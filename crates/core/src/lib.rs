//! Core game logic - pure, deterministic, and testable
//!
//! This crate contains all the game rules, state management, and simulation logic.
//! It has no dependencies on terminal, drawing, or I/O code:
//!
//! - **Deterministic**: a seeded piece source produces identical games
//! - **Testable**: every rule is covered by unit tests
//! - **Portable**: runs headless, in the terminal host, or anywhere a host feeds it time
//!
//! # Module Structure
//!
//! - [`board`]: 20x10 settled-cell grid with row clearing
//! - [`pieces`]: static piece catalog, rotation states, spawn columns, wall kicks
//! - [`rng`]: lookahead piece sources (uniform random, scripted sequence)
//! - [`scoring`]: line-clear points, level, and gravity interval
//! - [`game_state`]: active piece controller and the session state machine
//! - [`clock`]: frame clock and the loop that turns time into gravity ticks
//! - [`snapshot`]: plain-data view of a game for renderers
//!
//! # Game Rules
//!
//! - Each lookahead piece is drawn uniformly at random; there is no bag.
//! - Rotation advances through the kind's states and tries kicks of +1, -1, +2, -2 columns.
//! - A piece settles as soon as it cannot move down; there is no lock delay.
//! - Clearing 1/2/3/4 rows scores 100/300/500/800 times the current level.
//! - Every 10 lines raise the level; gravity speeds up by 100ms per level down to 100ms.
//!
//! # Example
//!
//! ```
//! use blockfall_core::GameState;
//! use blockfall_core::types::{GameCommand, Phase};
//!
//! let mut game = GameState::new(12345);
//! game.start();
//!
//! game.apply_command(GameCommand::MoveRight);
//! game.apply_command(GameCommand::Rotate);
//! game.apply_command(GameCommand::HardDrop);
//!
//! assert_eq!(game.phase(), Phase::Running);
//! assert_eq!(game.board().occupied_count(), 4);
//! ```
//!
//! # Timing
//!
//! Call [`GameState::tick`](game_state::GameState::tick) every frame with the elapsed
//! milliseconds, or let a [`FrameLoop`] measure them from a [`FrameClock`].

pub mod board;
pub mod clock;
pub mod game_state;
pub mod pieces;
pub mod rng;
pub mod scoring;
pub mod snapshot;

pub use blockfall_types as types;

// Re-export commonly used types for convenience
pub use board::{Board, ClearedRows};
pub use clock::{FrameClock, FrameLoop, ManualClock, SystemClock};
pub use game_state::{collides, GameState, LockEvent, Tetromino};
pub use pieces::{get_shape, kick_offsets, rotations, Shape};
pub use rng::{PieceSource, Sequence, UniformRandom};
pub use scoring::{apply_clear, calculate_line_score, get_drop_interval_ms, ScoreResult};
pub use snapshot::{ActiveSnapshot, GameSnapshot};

○ ○ ○ ○ ○ ○ ○

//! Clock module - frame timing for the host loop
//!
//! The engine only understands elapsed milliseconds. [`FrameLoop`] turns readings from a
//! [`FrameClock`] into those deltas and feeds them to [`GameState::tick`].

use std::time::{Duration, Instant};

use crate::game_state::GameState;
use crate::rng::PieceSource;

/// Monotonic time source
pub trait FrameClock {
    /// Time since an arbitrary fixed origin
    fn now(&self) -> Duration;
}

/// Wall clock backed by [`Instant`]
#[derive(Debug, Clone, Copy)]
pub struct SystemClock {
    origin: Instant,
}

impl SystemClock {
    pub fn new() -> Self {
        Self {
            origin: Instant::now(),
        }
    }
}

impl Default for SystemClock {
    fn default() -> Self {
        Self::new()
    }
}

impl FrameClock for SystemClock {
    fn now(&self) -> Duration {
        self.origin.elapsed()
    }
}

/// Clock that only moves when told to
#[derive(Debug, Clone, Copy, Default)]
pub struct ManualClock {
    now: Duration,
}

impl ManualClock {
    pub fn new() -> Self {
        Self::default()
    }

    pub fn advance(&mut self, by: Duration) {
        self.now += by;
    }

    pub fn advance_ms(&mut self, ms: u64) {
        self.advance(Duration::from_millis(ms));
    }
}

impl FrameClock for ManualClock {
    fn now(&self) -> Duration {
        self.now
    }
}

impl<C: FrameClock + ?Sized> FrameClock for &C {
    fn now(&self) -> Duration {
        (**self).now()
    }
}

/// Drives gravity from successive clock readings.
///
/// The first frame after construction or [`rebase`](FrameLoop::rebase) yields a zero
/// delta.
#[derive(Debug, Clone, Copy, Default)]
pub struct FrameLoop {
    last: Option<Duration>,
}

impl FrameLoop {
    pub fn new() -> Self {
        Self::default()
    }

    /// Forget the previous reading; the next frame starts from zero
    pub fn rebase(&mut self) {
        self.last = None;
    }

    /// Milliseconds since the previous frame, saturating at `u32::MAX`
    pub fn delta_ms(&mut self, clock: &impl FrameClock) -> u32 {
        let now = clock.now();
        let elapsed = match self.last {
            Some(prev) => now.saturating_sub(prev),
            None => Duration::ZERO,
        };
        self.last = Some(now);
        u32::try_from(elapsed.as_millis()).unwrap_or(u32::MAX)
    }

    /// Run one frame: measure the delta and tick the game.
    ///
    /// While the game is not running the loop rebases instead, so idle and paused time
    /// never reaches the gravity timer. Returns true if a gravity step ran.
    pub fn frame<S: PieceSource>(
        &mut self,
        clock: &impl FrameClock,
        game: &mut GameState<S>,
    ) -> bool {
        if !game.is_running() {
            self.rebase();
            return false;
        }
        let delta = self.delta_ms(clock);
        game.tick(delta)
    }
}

○ ○ ○ ○ ○ ○ ○

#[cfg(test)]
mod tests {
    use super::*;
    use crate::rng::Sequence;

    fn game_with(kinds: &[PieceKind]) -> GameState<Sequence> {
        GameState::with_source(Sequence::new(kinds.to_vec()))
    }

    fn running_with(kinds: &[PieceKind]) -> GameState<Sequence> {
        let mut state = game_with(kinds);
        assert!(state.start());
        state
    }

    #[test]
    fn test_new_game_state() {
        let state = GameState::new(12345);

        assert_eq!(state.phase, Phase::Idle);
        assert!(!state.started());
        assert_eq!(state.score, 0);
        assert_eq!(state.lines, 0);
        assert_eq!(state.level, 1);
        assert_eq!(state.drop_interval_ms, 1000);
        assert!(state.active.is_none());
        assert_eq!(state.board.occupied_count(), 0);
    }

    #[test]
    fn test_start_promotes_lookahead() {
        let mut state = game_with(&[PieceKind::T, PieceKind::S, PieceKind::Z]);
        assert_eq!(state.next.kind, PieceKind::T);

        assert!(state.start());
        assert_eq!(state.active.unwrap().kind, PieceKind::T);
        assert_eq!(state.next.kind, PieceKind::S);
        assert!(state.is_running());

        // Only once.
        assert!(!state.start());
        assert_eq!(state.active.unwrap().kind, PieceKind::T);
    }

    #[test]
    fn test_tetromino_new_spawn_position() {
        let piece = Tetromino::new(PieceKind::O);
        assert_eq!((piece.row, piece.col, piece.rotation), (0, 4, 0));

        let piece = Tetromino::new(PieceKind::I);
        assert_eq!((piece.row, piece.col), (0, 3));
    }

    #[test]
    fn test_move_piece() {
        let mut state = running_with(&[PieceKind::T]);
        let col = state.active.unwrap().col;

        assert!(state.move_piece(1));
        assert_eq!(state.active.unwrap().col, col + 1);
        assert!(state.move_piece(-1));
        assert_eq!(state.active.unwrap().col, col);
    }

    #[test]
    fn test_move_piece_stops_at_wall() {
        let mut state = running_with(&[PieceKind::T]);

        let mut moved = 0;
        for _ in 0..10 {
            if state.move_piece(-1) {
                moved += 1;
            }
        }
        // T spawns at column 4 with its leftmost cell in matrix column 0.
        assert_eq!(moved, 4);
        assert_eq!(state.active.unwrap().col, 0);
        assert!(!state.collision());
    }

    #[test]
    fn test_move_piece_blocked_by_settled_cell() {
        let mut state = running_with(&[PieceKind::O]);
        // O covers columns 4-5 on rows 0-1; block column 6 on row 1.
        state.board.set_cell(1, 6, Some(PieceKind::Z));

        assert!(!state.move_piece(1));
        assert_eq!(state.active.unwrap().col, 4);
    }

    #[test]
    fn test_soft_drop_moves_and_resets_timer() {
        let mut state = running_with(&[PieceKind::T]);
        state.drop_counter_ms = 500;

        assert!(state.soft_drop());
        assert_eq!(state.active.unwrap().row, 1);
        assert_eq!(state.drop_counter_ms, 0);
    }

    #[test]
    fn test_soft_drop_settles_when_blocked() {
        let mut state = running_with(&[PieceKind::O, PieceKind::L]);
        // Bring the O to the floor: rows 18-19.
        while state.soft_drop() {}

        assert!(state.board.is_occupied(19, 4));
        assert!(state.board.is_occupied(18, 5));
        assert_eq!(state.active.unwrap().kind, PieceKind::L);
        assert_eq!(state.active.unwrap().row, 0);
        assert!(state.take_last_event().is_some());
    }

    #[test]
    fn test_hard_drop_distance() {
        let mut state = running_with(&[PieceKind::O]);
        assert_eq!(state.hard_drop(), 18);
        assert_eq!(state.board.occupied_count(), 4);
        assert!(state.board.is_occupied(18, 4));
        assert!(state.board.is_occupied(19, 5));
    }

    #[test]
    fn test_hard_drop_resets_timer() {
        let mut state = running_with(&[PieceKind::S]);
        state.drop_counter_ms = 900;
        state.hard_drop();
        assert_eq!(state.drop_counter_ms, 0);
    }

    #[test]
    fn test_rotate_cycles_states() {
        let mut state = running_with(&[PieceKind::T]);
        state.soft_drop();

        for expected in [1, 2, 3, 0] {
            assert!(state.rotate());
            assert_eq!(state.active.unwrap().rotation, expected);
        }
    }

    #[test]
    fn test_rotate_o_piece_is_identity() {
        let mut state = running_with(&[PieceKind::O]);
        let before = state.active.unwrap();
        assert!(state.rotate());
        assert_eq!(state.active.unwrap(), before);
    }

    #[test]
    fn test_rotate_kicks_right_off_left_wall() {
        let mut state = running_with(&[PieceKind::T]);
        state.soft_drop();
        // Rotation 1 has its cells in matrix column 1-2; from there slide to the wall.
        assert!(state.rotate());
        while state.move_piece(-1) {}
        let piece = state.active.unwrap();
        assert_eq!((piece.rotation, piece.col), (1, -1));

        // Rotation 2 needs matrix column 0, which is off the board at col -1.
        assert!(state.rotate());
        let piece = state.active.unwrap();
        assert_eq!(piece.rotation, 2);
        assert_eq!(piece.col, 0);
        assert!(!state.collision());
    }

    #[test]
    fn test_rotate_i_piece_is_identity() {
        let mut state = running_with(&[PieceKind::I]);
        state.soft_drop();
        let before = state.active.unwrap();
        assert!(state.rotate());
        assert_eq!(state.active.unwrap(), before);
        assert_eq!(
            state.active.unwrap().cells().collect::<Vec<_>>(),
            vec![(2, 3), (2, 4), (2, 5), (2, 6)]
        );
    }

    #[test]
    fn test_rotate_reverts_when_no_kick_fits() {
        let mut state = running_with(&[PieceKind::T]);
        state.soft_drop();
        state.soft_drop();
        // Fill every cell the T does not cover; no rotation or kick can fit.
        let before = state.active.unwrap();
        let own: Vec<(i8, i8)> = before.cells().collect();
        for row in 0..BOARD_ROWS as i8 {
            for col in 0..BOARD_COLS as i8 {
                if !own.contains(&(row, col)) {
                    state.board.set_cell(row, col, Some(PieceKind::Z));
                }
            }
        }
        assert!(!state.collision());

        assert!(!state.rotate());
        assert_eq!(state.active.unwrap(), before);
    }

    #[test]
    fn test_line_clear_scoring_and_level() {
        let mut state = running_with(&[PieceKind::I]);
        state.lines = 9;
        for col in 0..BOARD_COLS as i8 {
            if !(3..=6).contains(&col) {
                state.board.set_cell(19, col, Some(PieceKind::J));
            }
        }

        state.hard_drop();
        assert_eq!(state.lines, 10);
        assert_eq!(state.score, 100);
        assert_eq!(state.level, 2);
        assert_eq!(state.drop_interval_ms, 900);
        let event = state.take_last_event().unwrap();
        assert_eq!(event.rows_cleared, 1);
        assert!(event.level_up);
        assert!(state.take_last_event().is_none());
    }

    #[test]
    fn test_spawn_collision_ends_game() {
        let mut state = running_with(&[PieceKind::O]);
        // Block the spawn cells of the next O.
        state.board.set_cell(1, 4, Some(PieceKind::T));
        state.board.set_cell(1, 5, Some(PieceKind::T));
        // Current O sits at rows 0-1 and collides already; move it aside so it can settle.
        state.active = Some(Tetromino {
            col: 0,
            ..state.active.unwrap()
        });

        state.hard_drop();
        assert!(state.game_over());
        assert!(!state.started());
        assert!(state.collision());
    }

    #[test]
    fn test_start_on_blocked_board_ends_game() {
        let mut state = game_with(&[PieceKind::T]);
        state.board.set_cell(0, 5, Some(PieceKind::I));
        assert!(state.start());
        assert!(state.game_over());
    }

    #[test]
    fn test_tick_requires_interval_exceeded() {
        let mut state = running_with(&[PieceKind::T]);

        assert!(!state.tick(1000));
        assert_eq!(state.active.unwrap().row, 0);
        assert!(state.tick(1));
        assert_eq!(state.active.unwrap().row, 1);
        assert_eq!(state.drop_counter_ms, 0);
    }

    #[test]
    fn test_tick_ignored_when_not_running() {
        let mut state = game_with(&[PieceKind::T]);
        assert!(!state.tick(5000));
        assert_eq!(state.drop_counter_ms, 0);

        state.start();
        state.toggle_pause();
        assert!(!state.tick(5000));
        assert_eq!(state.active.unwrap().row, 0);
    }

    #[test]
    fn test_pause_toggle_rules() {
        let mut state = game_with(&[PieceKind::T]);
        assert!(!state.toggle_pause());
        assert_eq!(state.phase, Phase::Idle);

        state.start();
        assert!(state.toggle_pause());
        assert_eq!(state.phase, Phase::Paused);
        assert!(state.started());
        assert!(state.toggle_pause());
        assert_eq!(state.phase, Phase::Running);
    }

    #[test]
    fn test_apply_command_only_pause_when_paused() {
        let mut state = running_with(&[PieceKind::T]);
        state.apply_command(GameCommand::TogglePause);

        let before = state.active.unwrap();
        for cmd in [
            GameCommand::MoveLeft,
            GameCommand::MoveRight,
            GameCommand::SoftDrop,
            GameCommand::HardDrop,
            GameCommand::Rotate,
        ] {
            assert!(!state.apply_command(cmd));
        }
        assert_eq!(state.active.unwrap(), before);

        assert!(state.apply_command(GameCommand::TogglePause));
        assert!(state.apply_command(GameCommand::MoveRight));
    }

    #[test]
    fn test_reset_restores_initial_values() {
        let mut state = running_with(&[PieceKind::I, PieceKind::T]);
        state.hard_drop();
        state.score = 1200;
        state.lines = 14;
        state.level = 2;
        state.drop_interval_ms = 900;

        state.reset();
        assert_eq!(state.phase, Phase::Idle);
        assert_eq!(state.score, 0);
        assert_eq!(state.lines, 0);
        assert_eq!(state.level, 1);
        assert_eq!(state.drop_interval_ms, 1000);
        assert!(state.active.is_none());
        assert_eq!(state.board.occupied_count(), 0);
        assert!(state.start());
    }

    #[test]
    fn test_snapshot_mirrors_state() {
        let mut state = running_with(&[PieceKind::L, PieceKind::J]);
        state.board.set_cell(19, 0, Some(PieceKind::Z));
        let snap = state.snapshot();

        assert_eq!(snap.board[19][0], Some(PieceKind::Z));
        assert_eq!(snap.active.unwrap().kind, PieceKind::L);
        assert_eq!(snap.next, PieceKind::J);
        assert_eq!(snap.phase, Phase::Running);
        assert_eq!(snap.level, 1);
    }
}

○ ○ ○ ○ ○ ○ ○

◆ **What to work on**
Each line of the material that includes the string "impl" is to be counted; give only the final number.

◆ **Expected answer**
9